University of Oxford, CTO Wrapidity Ltd
Wrapping Millions of Documents Per Day ‐ and How that's Just the Beginning
Companies and researchers have been painfully maintaining manually created
programs for wrapping (aka scraping) web sites for decades ‐ employing hundreds
of engineers to wrap thousands or even tens of thousands of sources. Where wrappers
break, engineers must scramble to fix the wrappers manually or face the ire of their
users. In DIADEM we demonstrated the effectiveness of hybrid AIs for automatically
generating wrapper programs in an academic settings. Our hybrid approach combined
knowledge-based rule systems with large-scale analytics founded in techniques from
the NLP and ML community. Recently, we commercialized that technology into Wrapidity
Ltd. and quickly joined up with Meltwater, the leading global media-intelligence company.

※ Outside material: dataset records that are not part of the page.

// File: chat.rs

use actix_web::{web, HttpMessage, HttpRequest, HttpResponse};
use log::info;
use mongodb::bson::oid::ObjectId;
use serde::Deserialize;

use crate::app_state::AppState;
use crate::auth::AuthUser;
use crate::chat_repo::ChatRepo;
use crate::chat_server::{Notify, LEAVE_CHAT, NEW_CHAT};
use crate::errors::{ApiError, ApiResponse};
use crate::models::{Chat, Group};
use crate::views;

// ─── REQUEST PAYLOADS ─────────────────────────────────────────────────────────

#[derive(Debug, Deserialize)]
pub struct CreateGroupRequest {
    pub name: String,
    pub participants: Vec<String>,
}

#[derive(Debug, Deserialize)]
pub struct UpdateParticipantsRequest {
    #[serde(rename = "chatId")]
    pub chat_id: String,
    pub participants: Vec<String>,
}

// ─── VALIDATION HELPERS ───────────────────────────────────────────────────────

fn current_user(req: &HttpRequest) -> Result<AuthUser, ApiError> {
    req.extensions()
        .get::<AuthUser>()
        .cloned()
        .ok_or_else(|| ApiError::Unauthorized("Unauthorized access".to_string()))
}

/// Order-preserving dedup: first occurrence wins.
fn dedupe(ids: &[String]) -> Vec<String> {
    let mut seen = Vec::with_capacity(ids.len());
    for id in ids {
        if !seen.contains(id) {
            seen.push(id.clone());
        }
    }
    seen
}

fn parse_participant_ids(ids: &[String]) -> Result<Vec<ObjectId>, ApiError> {
    ids.iter()
        .map(|id| {
            ObjectId::parse_str(id)
                .map_err(|_| ApiError::InvalidArgument(format!("Invalid participant id: {}", id)))
        })
        .collect()
}

/// Shared validation for add/remove: well-formed chat id, non-empty deduped
/// target list, well-formed target ids, and the requester not targeting
/// themselves.
fn validate_targets(
    requester: &AuthUser,
    chat_id: &str,
    participants: &[String],
) -> Result<(ObjectId, Vec<ObjectId>), ApiError> {
    if chat_id.is_empty() || participants.is_empty() {
        return Err(ApiError::InvalidArgument(
            "Chat id and participants are required".to_string(),
        ));
    }
    let chat_id = ObjectId::parse_str(chat_id)
        .map_err(|_| ApiError::InvalidArgument("Invalid chat id".to_string()))?;

    let members = dedupe(participants);
    if members.is_empty() {
        return Err(ApiError::Forbidden("No participants are there".to_string()));
    }
    let members = parse_participant_ids(&members)?;
    if members.contains(&requester.id) {
        return Err(ApiError::Forbidden(
            "Admin cannot be a participant".to_string(),
        ));
    }
    Ok((chat_id, members))
}

/// No self-chat: a one-to-one chat needs two distinct users.
fn ensure_not_self(requester: &ObjectId, receiver: &ObjectId) -> Result<(), ApiError> {
    if requester == receiver {
        return Err(ApiError::Forbidden(
            "You cannot chat with yourself".to_string(),
        ));
    }
    Ok(())
}

/// Builds the deduped member set for a group (requester always included)
/// and enforces the three-member minimum.
fn group_members(requester: &AuthUser, participants: &[String]) -> Result<Vec<ObjectId>, ApiError> {
    let mut member_ids = participants.to_vec();
    member_ids.push(requester.id.to_hex());
    let members = parse_participant_ids(&dedupe(&member_ids))?;
    if members.len() < 3 {
        return Err(ApiError::Forbidden(
            "Group should have at least 3 members".to_string(),
        ));
    }
    Ok(members)
}

/// Membership mutation is gated on the `admins` set alone; being a
/// participant grants nothing.
fn require_admin(chat: &Chat, user_id: &ObjectId, action: &str) -> Result<(), ApiError> {
    if !chat.admins.contains(user_id) {
        return Err(ApiError::Unauthorized(format!(
            "{} requires admin permissions",
            action
        )));
    }
    Ok(())
}

fn first_already_present(existing: &[ObjectId], members: &[ObjectId]) -> Option<ObjectId> {
    members.iter().find(|id| existing.contains(id)).copied()
}

/// Set difference; ids in `members` that are not present are silently
/// ignored.
fn without_members(existing: &[ObjectId], members: &[ObjectId]) -> Vec<ObjectId> {
    existing
        .iter()
        .filter(|id| !members.contains(id))
        .copied()
        .collect()
}

// ─── HANDLERS ─────────────────────────────────────────────────────────────────

// POST /chats/one-to-one/{receiver_id}
// Idempotent: an existing chat for the pair is returned with 200 instead of
// creating a duplicate.
pub async fn create_one_to_one_chat(
    req: HttpRequest,
    data: web::Data<AppState>,
    receiver_id: web::Path<String>,
) -> Result<HttpResponse, ApiError> {
    let user = current_user(&req)?;
    let receiver_id = ObjectId::parse_str(receiver_id.into_inner().as_str())
        .map_err(|_| ApiError::InvalidArgument("Invalid receiver id".to_string()))?;

    let repo = ChatRepo::new(data.mongodb.clone());
    let receiver = repo
        .find_user(&receiver_id)
        .await?
        .ok_or_else(|| ApiError::NotFound("Receiver does not exist".to_string()))?;

    ensure_not_self(&user.id, &receiver.id)?;

    if let Some(existing) = repo.find_one_to_one_chat(user.id, receiver.id).await? {
        let view = views::chat_view(&repo, &existing).await?;
        return Ok(HttpResponse::Ok().json(ApiResponse::new(200, "Chat already existed", view)));
    }

    let chat = Chat::one_to_one(user.id, receiver.id);
    repo.insert_chat(&chat).await?;
    let view = views::chat_view_by_id(&repo, &chat.id).await?.ok_or_else(|| {
        ApiError::Internal("Something went wrong while creating one to one chat".to_string())
    })?;

    // The requester is notified about their own new chat as well.
    for participant in &chat.participants {
        data.chat_server.do_send(Notify {
            user_id: participant.to_hex(),
            event: NEW_CHAT,
            payload: view.clone(),
        });
    }

    info!("One to one chat {} created by {}", chat.id.to_hex(), user.id.to_hex());
    Ok(HttpResponse::Created().json(ApiResponse::new(
        201,
        "One to one chat created successfully",
        view,
    )))
}

// POST /chats/group
pub async fn create_group(
    req: HttpRequest,
    data: web::Data<AppState>,
    group_info: web::Json<CreateGroupRequest>,
) -> Result<HttpResponse, ApiError> {
    let user = current_user(&req)?;
    let name = group_info.name.trim();
    if name.is_empty() || group_info.participants.is_empty() {
        return Err(ApiError::InvalidArgument(
            "Name and participants are required".to_string(),
        ));
    }

    // The requester always counts toward the member minimum.
    let members = group_members(&user, &group_info.participants)?;

    let repo = ChatRepo::new(data.mongodb.clone());
    if repo
        .find_group_by_name_and_creator(name, &user.id)
        .await?
        .is_some()
    {
        return Err(ApiError::Forbidden("Group already created".to_string()));
    }

    let group = Group::new(name.to_string(), user.id);
    repo.insert_group(&group).await?;
    let group = repo
        .find_group(&group.id)
        .await?
        .ok_or_else(|| ApiError::Internal("Something went wrong while creating group".to_string()))?;

    let chat = Chat::group_chat(user.id, group.id, members.clone());
    repo.insert_chat(&chat).await?;
    let view = views::chat_view_by_id(&repo, &chat.id).await?.ok_or_else(|| {
        ApiError::Internal("Something went wrong while creating group chat".to_string())
    })?;

    // Unlike one-to-one creation, the requester is not notified here.
    for member in &members {
        if *member == user.id {
            continue;
        }
        data.chat_server.do_send(Notify {
            user_id: member.to_hex(),
            event: NEW_CHAT,
            payload: view.clone(),
        });
    }

    info!("Group chat {} ({}) created by {}", chat.id.to_hex(), name, user.id.to_hex());
    Ok(HttpResponse::Created().json(ApiResponse::new(
        201,
        "Group chat created successfully",
        view,
    )))
}

// POST /chats/group/participants
pub async fn add_participants(
    req: HttpRequest,
    data: web::Data<AppState>,
    info: web::Json<UpdateParticipantsRequest>,
) -> Result<HttpResponse, ApiError> {
    let user = current_user(&req)?;
    let (chat_id, members) = validate_targets(&user, &info.chat_id, &info.participants)?;

    let repo = ChatRepo::new(data.mongodb.clone());
    let chat = repo
        .find_chat(&chat_id)
        .await?
        .ok_or_else(|| ApiError::NotFound("Group chat does not exist".to_string()))?;

    require_admin(&chat, &user.id, "Adding participants")?;

    if let Some(duplicate) = first_already_present(&chat.participants, &members) {
        return Err(ApiError::Conflict(format!(
            "User already in chat group with id: {}",
            duplicate.to_hex()
        )));
    }

    let mut updated = chat.participants.clone();
    updated.extend(members.iter().copied());
    repo.set_participants(&chat_id, &updated).await?;

    let view = views::chat_view_by_id(&repo, &chat_id).await?.ok_or_else(|| {
        ApiError::Internal("Something went wrong while adding participants".to_string())
    })?;

    for member in &members {
        data.chat_server.do_send(Notify {
            user_id: member.to_hex(),
            event: NEW_CHAT,
            payload: view.clone(),
        });
    }

    info!("{} participant(s) added to chat {}", members.len(), chat_id.to_hex());
    Ok(HttpResponse::Created().json(ApiResponse::new(
        201,
        "Participants added successfully",
        view,
    )))
}

// DELETE /chats/group/participants
pub async fn remove_participants(
    req: HttpRequest,
    data: web::Data<AppState>,
    info: web::Json<UpdateParticipantsRequest>,
) -> Result<HttpResponse, ApiError> {
    let user = current_user(&req)?;
    let (chat_id, members) = validate_targets(&user, &info.chat_id, &info.participants)?;

    let repo = ChatRepo::new(data.mongodb.clone());
    let chat = repo
        .find_chat(&chat_id)
        .await?
        .ok_or_else(|| ApiError::NotFound("Group chat does not exist".to_string()))?;

    require_admin(&chat, &user.id, "Removing participants")?;

    // Ids not currently in the chat fall out of the difference silently.
    let remaining = without_members(&chat.participants, &members);
    repo.set_participants(&chat_id, &remaining).await?;

    let view = views::chat_view_by_id(&repo, &chat_id).await?.ok_or_else(|| {
        ApiError::Internal("Something went wrong while removing participants".to_string())
    })?;

    for member in &members {
        data.chat_server.do_send(Notify {
            user_id: member.to_hex(),
            event: LEAVE_CHAT,
            payload: view.clone(),
        });
    }

    info!("{} participant(s) removed from chat {}", members.len(), chat_id.to_hex());
    Ok(HttpResponse::Ok().json(ApiResponse::new(
        200,
        "Participants removed successfully",
        view,
    )))
}

#[cfg(test)]
mod tests {
    use super::*;

    fn auth_user() -> AuthUser {
        AuthUser {
            id: ObjectId::new(),
            name: "requester".to_string(),
            email: "requester@example.com".to_string(),
        }
    }

    fn hex_ids(n: usize) -> Vec<String> {
        (0..n).map(|_| ObjectId::new().to_hex()).collect()
    }

    #[test]
    fn dedupe_preserves_first_occurrence_order() {
        let ids = vec![
            "a".to_string(),
            "b".to_string(),
            "a".to_string(),
            "c".to_string(),
            "b".to_string(),
        ];
        assert_eq!(dedupe(&ids), vec!["a", "b", "c"]);
    }

    #[test]
    fn parse_names_the_offending_id() {
        let mut ids = hex_ids(1);
        ids.push("not-an-object-id".to_string());
        let err = parse_participant_ids(&ids).unwrap_err();
        assert_eq!(
            err.to_string(),
            "Invalid participant id: not-an-object-id"
        );
    }

    #[test]
    fn validate_targets_rejects_empty_input() {
        let user = auth_user();
        let err = validate_targets(&user, "", &hex_ids(1)).unwrap_err();
        assert!(matches!(err, ApiError::InvalidArgument(_)));
        let err = validate_targets(&user, &ObjectId::new().to_hex(), &[]).unwrap_err();
        assert!(matches!(err, ApiError::InvalidArgument(_)));
    }

    #[test]
    fn validate_targets_rejects_malformed_chat_id() {
        let user = auth_user();
        let err = validate_targets(&user, "nope", &hex_ids(1)).unwrap_err();
        assert!(matches!(err, ApiError::InvalidArgument(_)));
    }

    #[test]
    fn validate_targets_rejects_self_targeting_admin() {
        let user = auth_user();
        let mut ids = hex_ids(1);
        ids.push(user.id.to_hex());
        let err = validate_targets(&user, &ObjectId::new().to_hex(), &ids).unwrap_err();
        assert!(matches!(err, ApiError::Forbidden(_)));
    }

    #[test]
    fn validate_targets_dedups_before_parsing() {
        let user = auth_user();
        let id = ObjectId::new().to_hex();
        let (_, members) =
            validate_targets(&user, &ObjectId::new().to_hex(), &[id.clone(), id.clone()])
                .unwrap();
        assert_eq!(members.len(), 1);
    }

    #[test]
    fn self_chat_is_forbidden() {
        let id = ObjectId::new();
        let err = ensure_not_self(&id, &id).unwrap_err();
        assert!(matches!(err, ApiError::Forbidden(_)));
        assert!(ensure_not_self(&id, &ObjectId::new()).is_ok());
    }

    #[test]
    fn group_below_three_members_is_forbidden() {
        let user = auth_user();
        // requester + one participant = 2 members
        let err = group_members(&user, &hex_ids(1)).unwrap_err();
        assert!(matches!(err, ApiError::Forbidden(_)));
        // requester + two participants = 3 members
        let members = group_members(&user, &hex_ids(2)).unwrap();
        assert_eq!(members.len(), 3);
        assert!(members.contains(&user.id));
    }

    #[test]
    fn requester_in_participant_list_does_not_inflate_the_count() {
        let user = auth_user();
        let ids = vec![ObjectId::new().to_hex(), user.id.to_hex()];
        let err = group_members(&user, &ids).unwrap_err();
        assert!(matches!(err, ApiError::Forbidden(_)));
    }

    #[test]
    fn non_admin_is_unauthorized_even_as_participant() {
        let admin = ObjectId::new();
        let member = ObjectId::new();
        let chat = Chat::group_chat(admin, ObjectId::new(), vec![admin, member]);
        let err = require_admin(&chat, &member, "Adding participants").unwrap_err();
        assert!(matches!(err, ApiError::Unauthorized(_)));
        assert!(require_admin(&chat, &admin, "Adding participants").is_ok());
    }

    #[test]
    fn already_present_member_is_reported() {
        let existing = vec![ObjectId::new(), ObjectId::new()];
        let members = vec![ObjectId::new(), existing[1]];
        assert_eq!(first_already_present(&existing, &members), Some(existing[1]));
        assert_eq!(first_already_present(&existing, &[ObjectId::new()]), None);
    }

    #[test]
    fn removing_absent_members_leaves_set_unchanged() {
        let existing = vec![ObjectId::new(), ObjectId::new(), ObjectId::new()];
        let absent = vec![ObjectId::new()];
        assert_eq!(without_members(&existing, &absent), existing);
    }

    #[test]
    fn removal_is_a_set_difference() {
        let keep = ObjectId::new();
        let drop_a = ObjectId::new();
        let drop_b = ObjectId::new();
        let existing = vec![drop_a, keep, drop_b];
        assert_eq!(without_members(&existing, &[drop_a, drop_b]), vec![keep]);
    }
}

At Meltwater, we are applying Wrapidity's techniques and insight to the wrapping of tens
of thousands of news sources, processing over 10M unique documents per day. But that's
just the beginning... Together with Meltwater engineers and researchers from San Francisco,
Stockholm, Bangalore, and Budapest, we are on the way to make the collection and analysis
of "outside" data a breeze through fairhair.ai, a platform for accessing and enriching the
vast content stored and collected by Meltwater every day.
Tim Furche is co-founder and CTO of Wrapidity and Lecturer at the Department of Computer
Science of the University of Oxford. Tim has been extracting data from the web for over a decade, starting
from one of the most-cited works on XPath during his undergraduate studies. When not extracting
data, he loves working on large scale data management and query languages. He has managed a number
of large-scale research grant (>$12M in total) and is currently a co-investigator in the
$5M EPSRC Programme Grant VADA.
Joint Keynote with
Politecnico di Torino
Opening the Black Box: Deriving Rules from Data
A huge amount of data is currently being made available for exploration and analysis in many application domains.
Patterns and models are extracted from data to describe their characteristics and predict variable values.
Unfortunately, many high quality models are characterized by being hardly interpretable.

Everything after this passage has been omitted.